===== Dataset entries =====

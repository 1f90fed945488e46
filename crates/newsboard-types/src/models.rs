use std::fmt;
use std::str::FromStr;

use chrono::NaiveDate;
use serde::{Deserialize, Serialize};

/// Longest headline a story may carry, in characters.
pub const MAX_HEADLINE_LEN: usize = 64;
/// Longest details text a story may carry, in characters.
pub const MAX_DETAILS_LEN: usize = 128;
/// Longest author username or name, in characters.
pub const MAX_AUTHOR_FIELD_LEN: usize = 30;

/// Story dates travel as `DD/MM/YYYY` in list responses.
pub const STORY_DATE_DISPLAY_FORMAT: &str = "%d/%m/%Y";
/// Story dates are stored and filtered as ISO calendar dates.
pub const STORY_DATE_FORMAT: &str = "%Y-%m-%d";

#[derive(Debug, Clone, PartialEq, Eq, thiserror::Error)]
#[error("unknown {kind} '{value}'")]
pub struct UnknownVariant {
    pub kind: &'static str,
    pub value: String,
}

#[derive(Debug, Clone, Copy, PartialEq, Eq, Hash, Serialize, Deserialize)]
#[serde(try_from = "String", into = "String")]
pub enum Category {
    Politics,
    Art,
    Tech,
    Trivia,
}

impl Category {
    pub const ALL: [Category; 4] = [Self::Politics, Self::Art, Self::Tech, Self::Trivia];

    /// Code stored in the database and sent on the wire.
    pub fn code(self) -> &'static str {
        match self {
            Self::Politics => "pol",
            Self::Art => "art",
            Self::Tech => "tech",
            Self::Trivia => "trivia",
        }
    }
}

impl FromStr for Category {
    type Err = UnknownVariant;

    fn from_str(s: &str) -> Result<Self, Self::Err> {
        match s.trim().to_ascii_lowercase().as_str() {
            "pol" | "politics" => Ok(Self::Politics),
            "art" => Ok(Self::Art),
            "tech" | "technology" => Ok(Self::Tech),
            "trivia" => Ok(Self::Trivia),
            _ => Err(UnknownVariant { kind: "category", value: s.to_string() }),
        }
    }
}

impl TryFrom<String> for Category {
    type Error = UnknownVariant;

    fn try_from(value: String) -> Result<Self, Self::Error> {
        value.parse()
    }
}

impl From<Category> for String {
    fn from(value: Category) -> Self {
        value.code().to_string()
    }
}

impl fmt::Display for Category {
    fn fmt(&self, f: &mut fmt::Formatter<'_>) -> fmt::Result {
        f.write_str(self.code())
    }
}

#[derive(Debug, Clone, Copy, PartialEq, Eq, Hash, Serialize, Deserialize)]
#[serde(try_from = "String", into = "String")]
pub enum Region {
    Uk,
    Europe,
    World,
}

impl Region {
    pub const ALL: [Region; 3] = [Self::Uk, Self::Europe, Self::World];

    pub fn code(self) -> &'static str {
        match self {
            Self::Uk => "uk",
            Self::Europe => "eu",
            Self::World => "w",
        }
    }
}

impl FromStr for Region {
    type Err = UnknownVariant;

    fn from_str(s: &str) -> Result<Self, Self::Err> {
        match s.trim().to_ascii_lowercase().as_str() {
            "uk" => Ok(Self::Uk),
            "eu" | "europe" => Ok(Self::Europe),
            "w" | "world" => Ok(Self::World),
            _ => Err(UnknownVariant { kind: "region", value: s.to_string() }),
        }
    }
}

impl TryFrom<String> for Region {
    type Error = UnknownVariant;

    fn try_from(value: String) -> Result<Self, Self::Error> {
        value.parse()
    }
}

impl From<Region> for String {
    fn from(value: Region) -> Self {
        value.code().to_string()
    }
}

impl fmt::Display for Region {
    fn fmt(&self, f: &mut fmt::Formatter<'_>) -> fmt::Result {
        f.write_str(self.code())
    }
}

/// A registered author. The password hash never leaves the db crate.
#[derive(Debug, Clone, PartialEq, Eq, Serialize, Deserialize)]
pub struct Author {
    pub username: String,
    pub name: String,
}

#[derive(Debug, Clone, PartialEq, Eq, Serialize, Deserialize)]
pub struct Story {
    pub id: i64,
    pub headline: String,
    pub category: Category,
    pub region: Region,
    pub author: String,
    pub date: NaiveDate,
    pub details: String,
}

/// Author names follow the slug rule: ASCII letters, digits, `_` and `-`.
pub fn is_slug(value: &str) -> bool {
    !value.is_empty()
        && value
            .chars()
            .all(|c| c.is_ascii_alphanumeric() || c == '_' || c == '-')
}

=====

Your objective: Each entry above must be repeated exactly, with nothing dropped.

Solution:
repository 1f90fed945488e46
filename crates/newsboard-types/src/models.rs
use std::fmt;
use std::str::FromStr;

use chrono::NaiveDate;
use serde::{Deserialize, Serialize};

/// Longest headline a story may carry, in characters.
pub const MAX_HEADLINE_LEN: usize = 64;
/// Longest details text a story may carry, in characters.
pub const MAX_DETAILS_LEN: usize = 128;
/// Longest author username or name, in characters.
pub const MAX_AUTHOR_FIELD_LEN: usize = 30;

/// Story dates travel as `DD/MM/YYYY` in list responses.
pub const STORY_DATE_DISPLAY_FORMAT: &str = "%d/%m/%Y";
/// Story dates are stored and filtered as ISO calendar dates.
pub const STORY_DATE_FORMAT: &str = "%Y-%m-%d";

#[derive(Debug, Clone, PartialEq, Eq, thiserror::Error)]
#[error("unknown {kind} '{value}'")]
pub struct UnknownVariant {
    pub kind: &'static str,
    pub value: String,
}

#[derive(Debug, Clone, Copy, PartialEq, Eq, Hash, Serialize, Deserialize)]
#[serde(try_from = "String", into = "String")]
pub enum Category {
    Politics,
    Art,
    Tech,
    Trivia,
}

impl Category {
    pub const ALL: [Category; 4] = [Self::Politics, Self::Art, Self::Tech, Self::Trivia];

    /// Code stored in the database and sent on the wire.
    pub fn code(self) -> &'static str {
        match self {
            Self::Politics => "pol",
            Self::Art => "art",
            Self::Tech => "tech",
            Self::Trivia => "trivia",
        }
    }
}

impl FromStr for Category {
    type Err = UnknownVariant;

    fn from_str(s: &str) -> Result<Self, Self::Err> {
        match s.trim().to_ascii_lowercase().as_str() {
            "pol" | "politics" => Ok(Self::Politics),
            "art" => Ok(Self::Art),
            "tech" | "technology" => Ok(Self::Tech),
            "trivia" => Ok(Self::Trivia),
            _ => Err(UnknownVariant { kind: "category", value: s.to_string() }),
        }
    }
}

impl TryFrom<String> for Category {
    type Error = UnknownVariant;

    fn try_from(value: String) -> Result<Self, Self::Error> {
        value.parse()
    }
}

impl From<Category> for String {
    fn from(value: Category) -> Self {
        value.code().to_string()
    }
}

impl fmt::Display for Category {
    fn fmt(&self, f: &mut fmt::Formatter<'_>) -> fmt::Result {
        f.write_str(self.code())
    }
}

#[derive(Debug, Clone, Copy, PartialEq, Eq, Hash, Serialize, Deserialize)]
#[serde(try_from = "String", into = "String")]
pub enum Region {
    Uk,
    Europe,
    World,
}

impl Region {
    pub const ALL: [Region; 3] = [Self::Uk, Self::Europe, Self::World];

    pub fn code(self) -> &'static str {
        match self {
            Self::Uk => "uk",
            Self::Europe => "eu",
            Self::World => "w",
        }
    }
}

impl FromStr for Region {
    type Err = UnknownVariant;

    fn from_str(s: &str) -> Result<Self, Self::Err> {
        match s.trim().to_ascii_lowercase().as_str() {
            "uk" => Ok(Self::Uk),
            "eu" | "europe" => Ok(Self::Europe),
            "w" | "world" => Ok(Self::World),
            _ => Err(UnknownVariant { kind: "region", value: s.to_string() }),
        }
    }
}

impl TryFrom<String> for Region {
    type Error = UnknownVariant;

    fn try_from(value: String) -> Result<Self, Self::Error> {
        value.parse()
    }
}

impl From<Region> for String {
    fn from(value: Region) -> Self {
        value.code().to_string()
    }
}

impl fmt::Display for Region {
    fn fmt(&self, f: &mut fmt::Formatter<'_>) -> fmt::Result {
        f.write_str(self.code())
    }
}

/// A registered author. The password hash never leaves the db crate.
#[derive(Debug, Clone, PartialEq, Eq, Serialize, Deserialize)]
pub struct Author {
    pub username: String,
    pub name: String,
}

#[derive(Debug, Clone, PartialEq, Eq, Serialize, Deserialize)]
pub struct Story {
    pub id: i64,
    pub headline: String,
    pub category: Category,
    pub region: Region,
    pub author: String,
    pub date: NaiveDate,
    pub details: String,
}

/// Author names follow the slug rule: ASCII letters, digits, `_` and `-`.
pub fn is_slug(value: &str) -> bool {
    !value.is_empty()
        && value
            .chars()
            .all(|c| c.is_ascii_alphanumeric() || c == '_' || c == '-')
}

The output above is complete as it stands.